Pick the lines holding the string "ApiResult" out of the records and copy them.

▼▼▼

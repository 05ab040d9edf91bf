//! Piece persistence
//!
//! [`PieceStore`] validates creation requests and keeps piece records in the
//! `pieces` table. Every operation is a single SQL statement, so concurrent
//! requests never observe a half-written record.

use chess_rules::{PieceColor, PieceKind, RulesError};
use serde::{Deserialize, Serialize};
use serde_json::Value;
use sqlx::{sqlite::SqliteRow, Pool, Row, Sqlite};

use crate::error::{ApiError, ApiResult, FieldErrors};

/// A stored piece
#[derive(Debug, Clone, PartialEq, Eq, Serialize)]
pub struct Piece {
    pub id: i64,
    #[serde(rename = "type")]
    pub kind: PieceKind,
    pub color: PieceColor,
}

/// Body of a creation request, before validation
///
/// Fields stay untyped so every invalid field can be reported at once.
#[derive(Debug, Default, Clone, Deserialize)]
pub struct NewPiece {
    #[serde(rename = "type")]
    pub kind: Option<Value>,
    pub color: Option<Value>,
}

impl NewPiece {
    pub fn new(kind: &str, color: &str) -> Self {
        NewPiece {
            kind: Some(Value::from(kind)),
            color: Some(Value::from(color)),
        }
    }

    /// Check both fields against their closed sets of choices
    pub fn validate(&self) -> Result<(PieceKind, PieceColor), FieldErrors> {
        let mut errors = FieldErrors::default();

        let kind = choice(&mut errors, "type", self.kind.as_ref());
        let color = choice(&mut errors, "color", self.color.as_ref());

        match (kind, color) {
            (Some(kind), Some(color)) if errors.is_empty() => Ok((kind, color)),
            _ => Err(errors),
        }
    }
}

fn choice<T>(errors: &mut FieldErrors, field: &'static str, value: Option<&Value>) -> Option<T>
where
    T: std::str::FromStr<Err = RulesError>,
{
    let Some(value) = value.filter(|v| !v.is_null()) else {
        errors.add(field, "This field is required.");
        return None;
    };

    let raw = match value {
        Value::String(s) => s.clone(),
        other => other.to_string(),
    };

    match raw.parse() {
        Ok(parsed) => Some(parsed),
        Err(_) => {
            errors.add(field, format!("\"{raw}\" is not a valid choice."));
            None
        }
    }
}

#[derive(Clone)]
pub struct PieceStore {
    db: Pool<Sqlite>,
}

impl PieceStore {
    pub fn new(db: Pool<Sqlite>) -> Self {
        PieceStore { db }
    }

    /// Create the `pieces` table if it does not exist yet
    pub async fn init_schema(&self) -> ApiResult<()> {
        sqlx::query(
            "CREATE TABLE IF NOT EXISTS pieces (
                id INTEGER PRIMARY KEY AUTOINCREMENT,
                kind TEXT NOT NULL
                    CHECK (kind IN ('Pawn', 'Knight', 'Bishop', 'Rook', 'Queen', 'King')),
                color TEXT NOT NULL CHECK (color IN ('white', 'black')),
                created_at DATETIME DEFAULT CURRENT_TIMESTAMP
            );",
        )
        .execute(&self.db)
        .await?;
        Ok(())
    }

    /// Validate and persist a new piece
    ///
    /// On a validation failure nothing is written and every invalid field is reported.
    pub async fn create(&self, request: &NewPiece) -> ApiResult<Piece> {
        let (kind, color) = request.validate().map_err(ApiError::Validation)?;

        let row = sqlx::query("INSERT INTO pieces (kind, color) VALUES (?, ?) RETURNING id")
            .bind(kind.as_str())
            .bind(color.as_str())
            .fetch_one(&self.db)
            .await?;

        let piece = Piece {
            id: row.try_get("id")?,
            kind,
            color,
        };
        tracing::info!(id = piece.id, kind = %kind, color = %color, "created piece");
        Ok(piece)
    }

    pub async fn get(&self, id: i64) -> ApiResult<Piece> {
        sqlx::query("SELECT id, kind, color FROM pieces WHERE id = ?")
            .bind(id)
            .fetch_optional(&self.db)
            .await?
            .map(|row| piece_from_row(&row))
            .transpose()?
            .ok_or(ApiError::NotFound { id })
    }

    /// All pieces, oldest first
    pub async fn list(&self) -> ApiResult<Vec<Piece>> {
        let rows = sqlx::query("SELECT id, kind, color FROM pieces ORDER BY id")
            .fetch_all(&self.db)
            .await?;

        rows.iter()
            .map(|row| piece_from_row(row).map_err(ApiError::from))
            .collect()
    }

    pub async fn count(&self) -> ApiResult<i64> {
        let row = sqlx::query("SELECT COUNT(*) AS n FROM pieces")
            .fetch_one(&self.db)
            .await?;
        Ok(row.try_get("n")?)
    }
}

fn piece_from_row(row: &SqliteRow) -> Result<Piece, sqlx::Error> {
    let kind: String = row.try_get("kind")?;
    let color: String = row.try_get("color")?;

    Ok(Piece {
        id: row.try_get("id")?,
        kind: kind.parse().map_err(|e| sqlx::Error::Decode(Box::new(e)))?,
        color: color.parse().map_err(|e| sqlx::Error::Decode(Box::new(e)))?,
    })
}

▲▲▲
▼▼▼

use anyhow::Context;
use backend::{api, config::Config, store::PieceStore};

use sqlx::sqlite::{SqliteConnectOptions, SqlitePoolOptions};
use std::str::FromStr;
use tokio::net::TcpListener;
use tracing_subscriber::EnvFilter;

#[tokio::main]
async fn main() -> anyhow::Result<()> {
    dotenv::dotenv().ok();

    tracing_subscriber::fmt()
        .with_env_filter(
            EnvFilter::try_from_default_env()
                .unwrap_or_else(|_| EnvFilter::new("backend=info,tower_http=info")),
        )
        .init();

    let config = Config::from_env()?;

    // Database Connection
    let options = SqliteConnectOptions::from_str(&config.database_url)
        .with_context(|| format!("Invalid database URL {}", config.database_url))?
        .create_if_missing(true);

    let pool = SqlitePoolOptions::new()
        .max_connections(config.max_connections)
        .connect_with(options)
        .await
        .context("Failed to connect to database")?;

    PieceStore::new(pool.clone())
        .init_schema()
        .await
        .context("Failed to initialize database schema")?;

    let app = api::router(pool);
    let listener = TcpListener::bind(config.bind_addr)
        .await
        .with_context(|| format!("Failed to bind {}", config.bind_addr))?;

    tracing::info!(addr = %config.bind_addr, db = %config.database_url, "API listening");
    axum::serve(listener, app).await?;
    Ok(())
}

▲▲▲
▼▼▼

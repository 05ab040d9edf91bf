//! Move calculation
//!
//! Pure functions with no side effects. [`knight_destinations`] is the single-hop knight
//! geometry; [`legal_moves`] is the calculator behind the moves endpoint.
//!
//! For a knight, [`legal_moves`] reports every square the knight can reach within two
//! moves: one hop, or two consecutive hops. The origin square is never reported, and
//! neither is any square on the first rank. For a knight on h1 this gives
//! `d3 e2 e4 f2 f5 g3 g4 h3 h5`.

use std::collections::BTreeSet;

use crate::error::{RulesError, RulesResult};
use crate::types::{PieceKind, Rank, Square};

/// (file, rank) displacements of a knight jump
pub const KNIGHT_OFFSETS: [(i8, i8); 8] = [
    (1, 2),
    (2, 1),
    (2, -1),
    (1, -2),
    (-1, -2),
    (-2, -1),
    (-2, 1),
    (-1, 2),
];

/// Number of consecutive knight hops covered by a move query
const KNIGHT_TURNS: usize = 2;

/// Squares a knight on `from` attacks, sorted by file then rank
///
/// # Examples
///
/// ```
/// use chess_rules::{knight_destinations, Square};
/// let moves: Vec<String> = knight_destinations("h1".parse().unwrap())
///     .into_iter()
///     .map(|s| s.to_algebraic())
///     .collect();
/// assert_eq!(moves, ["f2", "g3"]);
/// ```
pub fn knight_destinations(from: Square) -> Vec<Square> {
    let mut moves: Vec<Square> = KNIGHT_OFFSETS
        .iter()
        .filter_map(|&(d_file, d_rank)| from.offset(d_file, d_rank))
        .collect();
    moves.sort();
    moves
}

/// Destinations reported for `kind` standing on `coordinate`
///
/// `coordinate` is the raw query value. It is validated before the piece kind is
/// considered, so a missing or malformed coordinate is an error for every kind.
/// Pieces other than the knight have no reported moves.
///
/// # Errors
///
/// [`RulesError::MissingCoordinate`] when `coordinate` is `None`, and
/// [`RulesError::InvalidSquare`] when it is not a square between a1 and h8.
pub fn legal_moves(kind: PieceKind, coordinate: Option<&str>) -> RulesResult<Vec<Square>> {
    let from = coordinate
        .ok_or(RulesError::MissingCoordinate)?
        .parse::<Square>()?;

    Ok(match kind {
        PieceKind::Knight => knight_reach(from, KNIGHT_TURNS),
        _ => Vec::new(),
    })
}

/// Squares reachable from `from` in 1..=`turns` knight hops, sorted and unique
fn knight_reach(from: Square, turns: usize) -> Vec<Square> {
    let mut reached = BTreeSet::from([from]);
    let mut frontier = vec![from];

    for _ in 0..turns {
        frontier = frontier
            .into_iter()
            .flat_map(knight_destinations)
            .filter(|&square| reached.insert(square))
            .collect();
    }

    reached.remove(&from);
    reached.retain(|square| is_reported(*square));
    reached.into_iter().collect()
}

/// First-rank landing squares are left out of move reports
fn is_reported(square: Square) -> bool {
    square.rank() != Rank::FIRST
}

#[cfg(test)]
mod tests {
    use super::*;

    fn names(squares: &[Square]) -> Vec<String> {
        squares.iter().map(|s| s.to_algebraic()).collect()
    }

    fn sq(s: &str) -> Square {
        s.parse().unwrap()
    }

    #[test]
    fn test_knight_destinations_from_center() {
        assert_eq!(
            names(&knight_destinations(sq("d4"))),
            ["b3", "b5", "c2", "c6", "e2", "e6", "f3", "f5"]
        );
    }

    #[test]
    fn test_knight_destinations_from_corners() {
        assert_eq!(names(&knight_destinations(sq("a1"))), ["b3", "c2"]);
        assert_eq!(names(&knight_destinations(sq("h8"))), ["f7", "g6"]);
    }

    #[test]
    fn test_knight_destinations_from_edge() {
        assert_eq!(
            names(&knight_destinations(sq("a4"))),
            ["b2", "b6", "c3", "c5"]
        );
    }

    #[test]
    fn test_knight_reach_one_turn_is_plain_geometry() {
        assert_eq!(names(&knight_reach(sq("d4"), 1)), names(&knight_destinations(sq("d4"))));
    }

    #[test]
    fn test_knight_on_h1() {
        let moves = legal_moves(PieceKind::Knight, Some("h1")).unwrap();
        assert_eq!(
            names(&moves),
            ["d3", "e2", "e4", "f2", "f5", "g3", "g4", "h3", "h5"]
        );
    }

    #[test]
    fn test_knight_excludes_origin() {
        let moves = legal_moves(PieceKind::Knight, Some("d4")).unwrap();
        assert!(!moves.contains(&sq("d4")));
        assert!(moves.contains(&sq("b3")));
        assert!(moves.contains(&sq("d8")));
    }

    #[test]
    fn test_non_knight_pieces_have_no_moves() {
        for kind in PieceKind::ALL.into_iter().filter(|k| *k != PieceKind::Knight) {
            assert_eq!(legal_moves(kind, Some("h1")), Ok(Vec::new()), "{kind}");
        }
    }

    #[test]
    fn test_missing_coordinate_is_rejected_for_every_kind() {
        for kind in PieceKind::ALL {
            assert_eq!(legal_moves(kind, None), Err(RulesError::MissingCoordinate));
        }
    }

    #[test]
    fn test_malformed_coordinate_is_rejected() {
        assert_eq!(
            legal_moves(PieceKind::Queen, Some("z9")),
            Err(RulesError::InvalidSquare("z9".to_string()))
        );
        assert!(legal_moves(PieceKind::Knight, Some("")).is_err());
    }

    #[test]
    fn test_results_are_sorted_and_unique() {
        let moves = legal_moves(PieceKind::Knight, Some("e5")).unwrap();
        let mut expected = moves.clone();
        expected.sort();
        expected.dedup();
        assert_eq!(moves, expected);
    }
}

▲▲▲

Exercise result:
use crate::error::{ApiError, ApiResult, FieldErrors};
    pub async fn init_schema(&self) -> ApiResult<()> {
    pub async fn create(&self, request: &NewPiece) -> ApiResult<Piece> {
    pub async fn get(&self, id: i64) -> ApiResult<Piece> {
    pub async fn list(&self) -> ApiResult<Vec<Piece>> {
    pub async fn count(&self) -> ApiResult<i64> {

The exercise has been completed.